The evil spirit plays on our desire for control and victory, urging us to silence doubt, ignore criticism, and dismiss the human faces of those we oppose even those we intend to help. Instead of inspiring compassion, it inspires pride. Instead of fostering dialogue, it sows division. Instead of focusing on Christ’s love for the vulnerable, it subtly shifts the focus onto our own righteousness and power.

How Corruption Manifests in the Movement

In the pro-life cause, this spiritual corruption can be seen in actions that betray the very principles the movement claims to uphold. Consider how laws are enacted without regard for the complexities of women’s lives, ignoring the cries of those in desperate situations. When compassion and accompaniment are replaced with legalism and judgment, the evil spirit’s influence becomes clear.

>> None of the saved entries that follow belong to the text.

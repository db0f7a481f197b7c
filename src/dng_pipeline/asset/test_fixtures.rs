//! Hand-built QuickTime files for tests.

use std::path::{Path, PathBuf};

use crate::dng_pipeline::common::bitpack::pack_msb;

const IDENTITY_MATRIX: [i32; 9] = [0x0001_0000, 0, 0, 0, 0x0001_0000, 0, 0, 0, 0x4000_0000];

pub(crate) fn atom(kind: &[u8; 4], body: &[u8]) -> Vec<u8> {
    let mut out = Vec::with_capacity(body.len() + 8);
    out.extend_from_slice(&(body.len() as u32 + 8).to_be_bytes());
    out.extend_from_slice(kind);
    out.extend_from_slice(body);
    out
}

fn container(kind: &[u8; 4], children: &[Vec<u8>]) -> Vec<u8> {
    atom(kind, &children.concat())
}

fn be32(values: &[u32]) -> Vec<u8> {
    values.iter().flat_map(|v| v.to_be_bytes()).collect()
}

/// A frame of MSB-packed samples with a deterministic ramp.
pub(crate) fn packed_frame(width: u32, height: u32, bits: u16, seed: u16) -> Vec<u8> {
    let max = (1u32 << bits) - 1;
    let samples: Vec<u16> = (0..width * height)
        .map(|i| ((i + u32::from(seed) * 7) % (max + 1)) as u16)
        .collect();
    pack_msb(&samples, bits, width as usize)
}

#[derive(Debug, Clone)]
pub(crate) struct MovFixture {
    pub width: u16,
    pub height: u16,
    pub depth: u16,
    pub codec: [u8; 4],
    pub timescale: u32,
    pub frame_duration: u32,
    pub samples: Vec<Vec<u8>>,
    pub samples_per_chunk: u32,
    pub matrix: [i32; 9],
    pub timecode: Option<(u32, u8, bool)>,
    pub metadata: Vec<(String, String)>,
    pub legacy_text: Vec<([u8; 3], String)>,
}

impl MovFixture {
    pub fn new(width: u16, height: u16, depth: u16) -> Self {
        Self {
            width,
            height,
            depth,
            codec: *b"aprn",
            timescale: 24_000,
            frame_duration: 1_000,
            samples: Vec::new(),
            samples_per_chunk: 1,
            matrix: IDENTITY_MATRIX,
            timecode: None,
            metadata: Vec::new(),
            legacy_text: Vec::new(),
        }
    }

    /// Fixture holding `count` valid packed frames.
    pub fn with_packed_frames(width: u16, height: u16, bits: u16, count: u16) -> Self {
        let samples = (0..count)
            .map(|i| packed_frame(u32::from(width), u32::from(height), bits, i))
            .collect();
        Self::new(width, height, bits).with_samples(samples)
    }

    pub fn with_samples(mut self, samples: Vec<Vec<u8>>) -> Self {
        self.samples = samples;
        self
    }

    pub fn with_samples_per_chunk(mut self, n: u32) -> Self {
        self.samples_per_chunk = n.max(1);
        self
    }

    pub fn with_codec(mut self, codec: &[u8; 4]) -> Self {
        self.codec = *codec;
        self
    }

    pub fn with_matrix(mut self, matrix: [i32; 9]) -> Self {
        self.matrix = matrix;
        self
    }

    pub fn with_timecode(mut self, start_frame: u32, fps: u8, drop_frame: bool) -> Self {
        self.timecode = Some((start_frame, fps, drop_frame));
        self
    }

    pub fn with_metadata(mut self, key: &str, value: &str) -> Self {
        self.metadata.push((key.to_string(), value.to_string()));
        self
    }

    pub fn with_legacy_text(mut self, code: &[u8; 3], value: &str) -> Self {
        self.legacy_text.push((*code, value.to_string()));
        self
    }

    pub fn write_to(&self, dir: &Path, name: &str) -> PathBuf {
        let path = dir.join(name);
        std::fs::write(&path, self.build()).expect("write fixture");
        path
    }

    pub fn build(&self) -> Vec<u8> {
        let ftyp = atom(b"ftyp", b"qt  \0\0\x02\0qt  ");
        let data_start = ftyp.len() as u64 + 8;

        let mut mdat = Vec::new();
        let mut chunk_offsets = Vec::new();
        for chunk in self.samples.chunks(self.samples_per_chunk as usize) {
            chunk_offsets.push((data_start + mdat.len() as u64) as u32);
            for sample in chunk {
                mdat.extend_from_slice(sample);
            }
        }
        let timecode_offset = (data_start + mdat.len() as u64) as u32;
        if let Some((start, _, _)) = self.timecode {
            mdat.extend_from_slice(&start.to_be_bytes());
        }

        let mut moov_children = vec![self.video_trak(&chunk_offsets)];
        if let Some((_, fps, drop_frame)) = self.timecode {
            moov_children.push(self.timecode_trak(timecode_offset, fps, drop_frame));
        }
        if !self.metadata.is_empty() {
            moov_children.push(self.meta());
        }
        if !self.legacy_text.is_empty() {
            moov_children.push(self.udta());
        }

        let mut out = ftyp;
        out.extend(atom(b"mdat", &mdat));
        out.extend(container(b"moov", &moov_children));
        out
    }

    fn tkhd(&self) -> Vec<u8> {
        let mut body = be32(&[0x0000_000F, 0, 0, 1, 0, 0]);
        body.extend_from_slice(&[0u8; 16]);
        for value in self.matrix {
            body.extend_from_slice(&value.to_be_bytes());
        }
        body.extend(be32(&[u32::from(self.width) << 16, u32::from(self.height) << 16]));
        atom(b"tkhd", &body)
    }

    fn mdhd(&self) -> Vec<u8> {
        let duration = self.frame_duration * self.samples.len() as u32;
        let mut body = be32(&[0, 0, 0, self.timescale, duration]);
        body.extend_from_slice(&[0u8; 4]);
        atom(b"mdhd", &body)
    }

    fn hdlr(subtype: &[u8; 4]) -> Vec<u8> {
        let mut body = be32(&[0]);
        body.extend_from_slice(b"mhlr");
        body.extend_from_slice(subtype);
        body.extend(be32(&[0, 0, 0]));
        body.push(0);
        atom(b"hdlr", &body)
    }

    fn video_trak(&self, chunk_offsets: &[u32]) -> Vec<u8> {
        let mut entry = Vec::new();
        entry.extend_from_slice(&86u32.to_be_bytes());
        entry.extend_from_slice(&self.codec);
        entry.extend_from_slice(&[0u8; 6]);
        entry.extend_from_slice(&1u16.to_be_bytes());
        entry.extend_from_slice(&[0u8; 16]);
        entry.extend_from_slice(&self.width.to_be_bytes());
        entry.extend_from_slice(&self.height.to_be_bytes());
        entry.extend(be32(&[0x0048_0000, 0x0048_0000, 0]));
        entry.extend_from_slice(&1u16.to_be_bytes());
        entry.extend_from_slice(&[0u8; 32]);
        entry.extend_from_slice(&self.depth.to_be_bytes());
        entry.extend_from_slice(&(-1i16).to_be_bytes());

        let mut stsd = be32(&[0, 1]);
        stsd.extend(entry);

        let count = self.samples.len() as u32;
        let spc = self.samples_per_chunk;
        let mut stsc_entries = vec![(1u32, spc)];
        let remainder = count % spc;
        if remainder != 0 && count > spc {
            stsc_entries.push((chunk_offsets.len() as u32, remainder));
        } else if remainder != 0 {
            stsc_entries[0].1 = remainder;
        }
        let mut stsc = be32(&[0, stsc_entries.len() as u32]);
        for (first, n) in stsc_entries {
            stsc.extend(be32(&[first, n, 1]));
        }

        let mut stsz = be32(&[0, 0, count]);
        stsz.extend(self.samples.iter().flat_map(|s| (s.len() as u32).to_be_bytes()));

        let mut stco = be32(&[0, chunk_offsets.len() as u32]);
        stco.extend(be32(chunk_offsets));

        let stbl = container(
            b"stbl",
            &[
                atom(b"stsd", &stsd),
                atom(b"stts", &be32(&[0, 1, count, self.frame_duration])),
                atom(b"stsc", &stsc),
                atom(b"stsz", &stsz),
                atom(b"stco", &stco),
            ],
        );
        let mdia = container(
            b"mdia",
            &[self.mdhd(), Self::hdlr(b"vide"), container(b"minf", &[stbl])],
        );
        container(b"trak", &[self.tkhd(), mdia])
    }

    fn timecode_trak(&self, offset: u32, fps: u8, drop_frame: bool) -> Vec<u8> {
        let mut entry = Vec::new();
        entry.extend_from_slice(&34u32.to_be_bytes());
        entry.extend_from_slice(b"tmcd");
        entry.extend_from_slice(&[0u8; 6]);
        entry.extend_from_slice(&1u16.to_be_bytes());
        entry.extend(be32(&[0, u32::from(drop_frame), self.timescale, self.frame_duration]));
        entry.push(fps);
        entry.push(0);

        let mut stsd = be32(&[0, 1]);
        stsd.extend(entry);

        let stbl = container(
            b"stbl",
            &[
                atom(b"stsd", &stsd),
                atom(b"stts", &be32(&[0, 1, 1, self.frame_duration])),
                atom(b"stsc", &be32(&[0, 1, 1, 1, 1])),
                atom(b"stsz", &be32(&[0, 4, 1])),
                atom(b"stco", &be32(&[0, 1, offset])),
            ],
        );
        let mdia = container(
            b"mdia",
            &[self.mdhd(), Self::hdlr(b"tmcd"), container(b"minf", &[stbl])],
        );
        container(b"trak", &[self.tkhd(), mdia])
    }

    fn meta(&self) -> Vec<u8> {
        let mut keys = be32(&[0, self.metadata.len() as u32]);
        let mut items = Vec::new();
        for (index, (key, value)) in self.metadata.iter().enumerate() {
            keys.extend_from_slice(&(key.len() as u32 + 8).to_be_bytes());
            keys.extend_from_slice(b"mdta");
            keys.extend_from_slice(key.as_bytes());

            let mut data = be32(&[1, 0]);
            data.extend_from_slice(value.as_bytes());
            let item_kind = (index as u32 + 1).to_be_bytes();
            items.push(atom(&item_kind, &atom(b"data", &data)));
        }
        container(
            b"meta",
            &[Self::hdlr(b"mdta"), atom(b"keys", &keys), container(b"ilst", &items)],
        )
    }

    fn udta(&self) -> Vec<u8> {
        let children: Vec<Vec<u8>> = self
            .legacy_text
            .iter()
            .map(|(code, value)| {
                let kind = [0xA9, code[0], code[1], code[2]];
                let mut body = Vec::new();
                body.extend_from_slice(&(value.len() as u16).to_be_bytes());
                body.extend_from_slice(&0u16.to_be_bytes());
                body.extend_from_slice(value.as_bytes());
                atom(&kind, &body)
            })
            .collect();
        container(b"udta", &children)
    }
}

This is not to say that the fight for the unborn is wrong—it is noble. But when the effort to protect life results in policies that disregard the needs of the vulnerable mothers who carry those lives, it becomes a shadow of the ideal. The evil spirit is at work here, twisting a good intention into an instrument of harm, just as Ignatius warns.

The Way Forward

How do we resist this subtle corruption? Ignatius would direct us back to Christ himself. Jesus, who cherished the dignity of all life, never enforced his teachings with cruelty or coercion. His way was one of mercy and accompaniment. He dined with sinners, healed the outcast, and showed unwavering compassion even to those who opposed him.

For the pro-life movement—and for all of us in any moral struggle—the call is to imitate Christ’s love, which is never coercive but always invitational. Discernment requires us to ask: Is this action truly of God? Does it reflect the fruits of the Spirit—love, joy, peace, patience, kindness, goodness, faithfulness, gentleness, and self-control? And to be clear, this must not be merely in our minds but in the real world by our actions and in others. If it does not, we must be willing to reevaluate, no matter how noble the cause.

Recognizing the Evil Spirit in Our Midst

The evil spirit thrives in division, pride, and fear. It whispers that compromise is weakness and that love is insufficient. But Christ shows us that true power lies in humility, and true victory is won through love, not domination. For those of us trained in Ignatian spirituality, the call is to remain vigilant, discerning not only the good from the bad but also the good from the counterfeit.

The pro-life movement, like any human endeavor, is susceptible to the cunning of the evil spirit. Its noblest ideals can be corrupted when we lose sight of Christ’s example. We must remain anchored in prayer and discernment, striving always to express God’s love—not our own righteousness. For in the end, it is only by walking humbly with God that we can do what we were born to do: God’s will.